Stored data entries
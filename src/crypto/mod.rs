// src/crypto/mod.rs

//! Low-level crypto primitives: secure randomness, HMAC helpers and the
//! PBKDF2 key split used by [`PassphraseKeys`](crate::PassphraseKeys).
//!
//! HMAC types are defined in `aliases.rs`.

pub mod hmac;
pub mod kdf;
pub mod rng;

pub use self::hmac::{constant_time_eq, new_hmac};
pub use self::rng::SecureRandomExt;
// src/crypto/rng.rs
//! Secure randomness for fixed-size secrets
//!
//! Adds `T::try_random()` to every `SpanBuffer<N>` (`Iv16`, `Aes256Key32`, …)
//! backed by the operating system CSPRNG.

use crate::error::{BackupError, Pass};
use rand::{rngs::OsRng, TryRngCore};
use secure_gate::Fixed;

/// Extension trait – gives `.try_random()` to all fixed-size secret types
pub trait SecureRandomExt: Sized {
    /// Generate a cryptographically secure random instance of this type.
    ///
    /// Fails only when the OS entropy source is unavailable.
    fn try_random() -> Result<Self, BackupError>;
}

/// Blanket impl – every `Fixed<[u8; N]>` gets `.try_random()`
impl<const N: usize> SecureRandomExt for Fixed<[u8; N]> {
    #[inline]
    fn try_random() -> Result<Self, BackupError> {
        let mut out = Fixed::new([0u8; N]);
        OsRng
            .try_fill_bytes(out.expose_secret_mut())
            .map_err(|e| BackupError::Cipher {
                pass: Pass::Export,
                reason: format!("OS random source unavailable: {e}"),
            })?;
        Ok(out)
    }
}
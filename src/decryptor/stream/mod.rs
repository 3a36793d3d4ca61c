// src/decryptor/stream/mod.rs
pub(crate) mod context;
pub(crate) mod trailer;

pub use context::CbcDecryptReader;
pub use trailer::{MacOutcome, TrailerSplitter};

### What the exercise asks:
Lines from the one containing "operating system CSPRNG." to the end of the data are to be printed exactly, including the first and last.

### Your solution:
//! backed by the operating system CSPRNG.

use crate::error::{BackupError, Pass};
use rand::{rngs::OsRng, TryRngCore};
use secure_gate::Fixed;

/// Extension trait – gives `.try_random()` to all fixed-size secret types
pub trait SecureRandomExt: Sized {
    /// Generate a cryptographically secure random instance of this type.
    ///
    /// Fails only when the OS entropy source is unavailable.
    fn try_random() -> Result<Self, BackupError>;
}

/// Blanket impl – every `Fixed<[u8; N]>` gets `.try_random()`
impl<const N: usize> SecureRandomExt for Fixed<[u8; N]> {
    #[inline]
    fn try_random() -> Result<Self, BackupError> {
        let mut out = Fixed::new([0u8; N]);
        OsRng
            .try_fill_bytes(out.expose_secret_mut())
            .map_err(|e| BackupError::Cipher {
                pass: Pass::Export,
                reason: format!("OS random source unavailable: {e}"),
            })?;
        Ok(out)
    }
}
filename src/decryptor/stream/mod.rs
repository 3a36793d3d4ca61c
// src/decryptor/stream/mod.rs
pub(crate) mod context;
pub(crate) mod trailer;

pub use context::CbcDecryptReader;
pub use trailer::{MacOutcome, TrailerSplitter};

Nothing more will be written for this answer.